Banda Aceh (AD)- Persatuan Wartawan Indonesia (PWI) Aceh dan beberapa lembaga lainnya mendukung komitmen bersama mengenai strategi penegakan hukum kolaboratif Polri dalam penanganan dugaan tindak pidana penyelundupan manusia (TPPM) terkait kedatangan pengungsi luar negeri.
Komitmen bersama itu ditandatangani masing-masing pimpinan lembaga pada acara Fokus Group Discussion (FGD) yang digelar Direktur Reserse Kriminal Umum Polda Aceh,Kombes Pol Ade Harianto,SH.,MH di Aula Machdum Sakti Mapolda Aceh, Rabu, 16 Oktober 2024.
Untuk diketahui,Kombes Ade Herianto merupakan peserta Pelatihan Kepemimpinan Nasional (PKN) Tingkat 1 Angkatan LXI Tahun 2024 yang mengimplementasikan proyek perubahan tentang strategi penegakan hukum kolaboratif Polri dalam penanganan dugaan TPPM terkait kedatangan pengungsi luar negeri.
Kegiatan itu sendiri dipandu Dekan Fakultas hukum Universitas Syiah Kuala (USK), Dr.M.Gaussyah, SH,.MH.
Adapun lembaga yang membuat komitmen bersama dan menandatangani komitmen yaitu Bidang Hukum Polda Aceh, Kesbangpol Aceh, Kantor Imigrasi Kelas I Banda Aceh, Fakultas Hukum (USK), Majelis Adat Aceh, PWI Aceh, IOM Indonesia dan UNHCR Indonesia.

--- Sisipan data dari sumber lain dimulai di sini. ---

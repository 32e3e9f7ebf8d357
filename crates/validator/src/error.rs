//! Dispatch errors.
//!
//! A rule that evaluates to `false` is a validation failure and is recorded
//! as data. The errors here are programmer errors: the rule could not be
//! evaluated at all. They are never folded into a boolean.

/// Failure to resolve or invoke a named rule.
#[derive(Debug, Clone, PartialEq, Eq, thiserror::Error)]
pub enum DispatchError {
    /// No rule, alias or negated form has this name.
    #[error("Validation rule '{name}' does not exist")]
    UnknownRule {
        /// Name as it was dispatched.
        name: String,
    },

    /// The rule yields a traversed value rather than a verdict.
    #[error("Rule '{rule}' is not supported in a validation chain, use 'validateInData' instead")]
    UnsupportedInChain {
        /// Canonical rule name.
        rule: &'static str,
    },

    /// A required argument was not supplied.
    #[error("Rule '{rule}' is missing argument {index}")]
    MissingArgument {
        /// Canonical rule name.
        rule: &'static str,
        /// Zero-based argument position.
        index: usize,
    },

    /// An argument has the wrong type or an unusable value.
    #[error("Rule '{rule}' argument {index} must be {expected}")]
    InvalidArgument {
        /// Canonical rule name.
        rule: &'static str,
        /// Zero-based argument position.
        index: usize,
        /// What the argument should have been.
        expected: &'static str,
    },

    /// More arguments than the rule accepts.
    #[error("Rule '{rule}' takes at most {max} argument(s), {given} given")]
    TooManyArguments {
        /// Canonical rule name.
        rule: &'static str,
        /// Accepted maximum.
        max: usize,
        /// Supplied count.
        given: usize,
    },
}

impl DispatchError {
    /// Unknown rule name.
    pub fn unknown(name: impl Into<String>) -> Self {
        Self::UnknownRule { name: name.into() }
    }
}
//! The validation chain.
//!
//! A [`ValidationChain`] holds one value and records the verdict of every
//! rule run against it. Records are grouped by key: a caller-chosen name
//! set with [`ValidationChain::map_error_to_key`], or an anonymous slot per
//! invocation. Inside a group each rule is stored under its display name,
//! so running the same rule twice in one named group keeps the last result.
//!
//! Every invocation validates a fresh [`Input`] built from the chain's
//! value. Rules that rewrite their holder (`isZip`) never change what the
//! next rule sees.
//!
//! # Examples
//!
//! ```
//! use serde_json::json;
//! use sieve_validator::chain::ValidationChain;
//!
//! let mut chain = ValidationChain::new("john.doe@gmail.com");
//! chain
//!     .check("isEmail", &[])?
//!     .check("length", &[json!(1), json!(16)])?
//!     .check("notIsPhone", &[])?
//!     .check("endsWith", &[json!(".net")])?;
//!
//! assert!(chain.has_error());
//! let failed: usize = chain.failed_validations().values().map(|rules| rules.len()).sum();
//! assert_eq!(failed, 2);
//! # Ok::<(), sieve_validator::error::DispatchError>(())
//! ```

use std::fmt;

use indexmap::IndexMap;
use serde_json::Value;
use tracing::debug;

use crate::config::Environment;
use crate::error::DispatchError;
use crate::foundation::{ValidationError, ValidationErrors};
use crate::input::Input;
use crate::rules::{Rule, RuleRef};

// ============================================================================
// RECORD TYPES
// ============================================================================

/// Where a rule's record is stored.
#[derive(Debug, Clone, PartialEq, Eq, Hash)]
pub enum GroupKey {
    /// A caller-chosen key.
    Named(String),
    /// An unnamed slot, one per invocation.
    Anonymous(usize),
}

impl GroupKey {
    /// The caller-chosen key, if any.
    #[must_use]
    pub fn name(&self) -> Option<&str> {
        match self {
            Self::Named(name) => Some(name),
            Self::Anonymous(_) => None,
        }
    }
}

impl fmt::Display for GroupKey {
    fn fmt(&self, f: &mut fmt::Formatter<'_>) -> fmt::Result {
        match self {
            Self::Named(name) => f.write_str(name),
            Self::Anonymous(index) => write!(f, "#{index}"),
        }
    }
}

/// The recorded result of one rule.
#[derive(Debug, Clone, PartialEq, Eq)]
pub enum RuleRecord {
    /// The rule passed.
    Passed,
    /// The rule failed; the arguments it was invoked with.
    Failed(Vec<Value>),
}

impl RuleRecord {
    /// Arguments of a failed rule.
    #[must_use]
    pub fn failure(&self) -> Option<&[Value]> {
        match self {
            Self::Passed => None,
            Self::Failed(args) => Some(args),
        }
    }
}

/// Failed rules by group, each with the arguments it was invoked with.
pub type FailureMap = IndexMap<GroupKey, IndexMap<String, Vec<Value>>>;

/// One explicit rule invocation, with no pending chain state involved.
#[derive(Debug, Clone, Copy)]
pub struct RuleInvocation<'a> {
    /// Rule name; `!` and `not` prefixes negate.
    pub name: &'a str,
    /// Positional arguments.
    pub arguments: &'a [Value],
    /// Group to record under; an anonymous slot when `None`.
    pub group_key: Option<&'a str>,
    /// Name to record under; the rule's display name when `None`.
    pub display_name: Option<&'a str>,
}

impl<'a> RuleInvocation<'a> {
    /// An invocation recorded under an anonymous slot and the display name.
    #[must_use]
    pub fn new(name: &'a str, arguments: &'a [Value]) -> Self {
        Self {
            name,
            arguments,
            group_key: None,
            display_name: None,
        }
    }

    /// Records under `key`.
    #[must_use = "builder methods must be chained or built"]
    pub fn with_group_key(mut self, key: &'a str) -> Self {
        self.group_key = Some(key);
        self
    }

    /// Records under `name` instead of the display name.
    #[must_use = "builder methods must be chained or built"]
    pub fn with_display_name(mut self, name: &'a str) -> Self {
        self.display_name = Some(name);
        self
    }
}

// ============================================================================
// CHAIN
// ============================================================================

/// Runs named rules against one value and keeps a failure map.
#[derive(Debug, Clone)]
pub struct ValidationChain {
    value: Value,
    env: Environment,
    records: IndexMap<GroupKey, IndexMap<String, RuleRecord>>,
    next_anonymous: usize,
    pending_key: Option<String>,
    pending_name: Option<String>,
}

impl ValidationChain {
    /// Creates a chain using the default environment.
    pub fn new(value: impl Into<Value>) -> Self {
        Self::with_environment(value, Environment::default())
    }

    /// Creates a chain with an explicit environment.
    pub fn with_environment(value: impl Into<Value>, env: Environment) -> Self {
        Self {
            value: value.into(),
            env,
            records: IndexMap::new(),
            next_anonymous: 0,
            pending_key: None,
            pending_name: None,
        }
    }

    /// The value under validation.
    #[must_use]
    pub fn value(&self) -> &Value {
        &self.value
    }

    /// Records the next invocation under `key`. Consumed by that invocation.
    pub fn map_error_to_key(&mut self, key: impl Into<String>) -> &mut Self {
        self.pending_key = Some(key.into());
        self
    }

    /// Records the next invocation under `name` instead of the rule's
    /// display name. Consumed by that invocation.
    pub fn map_error_validation_name(&mut self, name: impl Into<String>) -> &mut Self {
        self.pending_name = Some(name.into());
        self
    }

    /// Runs a named rule and returns its verdict.
    ///
    /// Pending key and name are consumed even when dispatch fails.
    pub fn validate_with(&mut self, name: &str, args: &[Value]) -> Result<bool, DispatchError> {
        let key = self.pending_key.take();
        let display = self.pending_name.take();
        let rule = RuleRef::parse(name)?;
        self.run(&rule, args, key, display)
    }

    /// Fluent form of [`validate_with`](Self::validate_with).
    pub fn check(&mut self, name: &str, args: &[Value]) -> Result<&mut Self, DispatchError> {
        self.validate_with(name, args)?;
        Ok(self)
    }

    /// Runs a typed rule.
    pub fn rule(&mut self, rule: Rule, args: &[Value]) -> Result<bool, DispatchError> {
        self.typed(rule, false, args)
    }

    /// Runs a typed rule, negated.
    pub fn not(&mut self, rule: Rule, args: &[Value]) -> Result<bool, DispatchError> {
        self.typed(rule, true, args)
    }

    fn typed(&mut self, rule: Rule, negated: bool, args: &[Value]) -> Result<bool, DispatchError> {
        let key = self.pending_key.take();
        let display = self.pending_name.take();
        self.run(&RuleRef::from_rule(rule, negated), args, key, display)
    }

    /// Runs an explicit invocation. Pending key and name are left alone.
    pub fn invoke(&mut self, invocation: RuleInvocation<'_>) -> Result<bool, DispatchError> {
        let rule = RuleRef::parse(invocation.name)?;
        self.run(
            &rule,
            invocation.arguments,
            invocation.group_key.map(str::to_owned),
            invocation.display_name.map(str::to_owned),
        )
    }

    fn run(
        &mut self,
        rule: &RuleRef,
        args: &[Value],
        key: Option<String>,
        display: Option<String>,
    ) -> Result<bool, DispatchError> {
        let mut input = Input::with_environment(self.value.clone(), self.env.clone());
        let outcome = rule.rule.invoke(&mut input, args)?;
        let passed = outcome.passed().ok_or(DispatchError::UnsupportedInChain {
            rule: rule.rule.name(),
        })? != rule.negated;

        let group = key.map_or_else(
            || {
                let slot = GroupKey::Anonymous(self.next_anonymous);
                self.next_anonymous += 1;
                slot
            },
            GroupKey::Named,
        );
        let name = display.unwrap_or_else(|| rule.display_name());

        debug!(
            rule = %rule.rule,
            negated = rule.negated,
            passed,
            group = %group,
            "rule dispatched"
        );

        let record = if passed {
            RuleRecord::Passed
        } else {
            RuleRecord::Failed(args.to_vec())
        };
        self.records.entry(group).or_default().insert(name, record);
        Ok(passed)
    }

    // ========================================================================
    // RESULTS
    // ========================================================================

    /// Every record, passed and failed, in invocation order.
    #[must_use]
    pub fn records(&self) -> &IndexMap<GroupKey, IndexMap<String, RuleRecord>> {
        &self.records
    }

    /// Failed rules only; groups without failures are left out.
    #[must_use]
    pub fn failed_validations(&self) -> FailureMap {
        self.records
            .iter()
            .filter_map(|(group, rules)| {
                let failed: IndexMap<String, Vec<Value>> = rules
                    .iter()
                    .filter_map(|(name, record)| {
                        record.failure().map(|args| (name.clone(), args.to_vec()))
                    })
                    .collect();
                (!failed.is_empty()).then(|| (group.clone(), failed))
            })
            .collect()
    }

    /// At least one recorded rule failed.
    #[must_use]
    pub fn has_error(&self) -> bool {
        self.records
            .values()
            .flat_map(IndexMap::values)
            .any(|record| record.failure().is_some())
    }

    /// No recorded rule failed.
    #[must_use]
    pub fn is_valid(&self) -> bool {
        !self.has_error()
    }

    /// The failures as a structured report: code is the recorded rule name,
    /// field the named group key, params the arguments.
    #[must_use]
    pub fn errors(&self) -> ValidationErrors {
        self.records
            .iter()
            .flat_map(|(group, rules)| {
                rules.iter().filter_map(move |(name, record)| {
                    let args = record.failure()?;
                    let error = ValidationError::rule_failed(name.clone(), args);
                    Some(match group.name() {
                        Some(field) => error.with_field(field.to_owned()),
                        None => error,
                    })
                })
            })
            .collect()
    }

    /// Consumes the chain: `Ok(value)` when nothing failed, otherwise the
    /// report.
    pub fn into_result(self) -> Result<Value, ValidationErrors> {
        let errors = self.errors();
        errors.into_result(self.value)
    }
}

// ============================================================================
// TESTS
// ============================================================================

Sebelum dilakukan penandatanganan komitmen bersama, masing – masing lembaga menyampaikan pendapatnya tentang berbagai isu TPPM di balik kedatangan pengungsi luar negeri ke Aceh, termasuk yang terbesar adalah etnik Rohingya.
Mengacu pada berbagai persoalan yang terjadi dilapangan selama ini,semua lembaga mendukung proyek perubahan berbasis kolaboratif lintas lembaga yang digagas oleh Kombes Pol. Ade Harianto.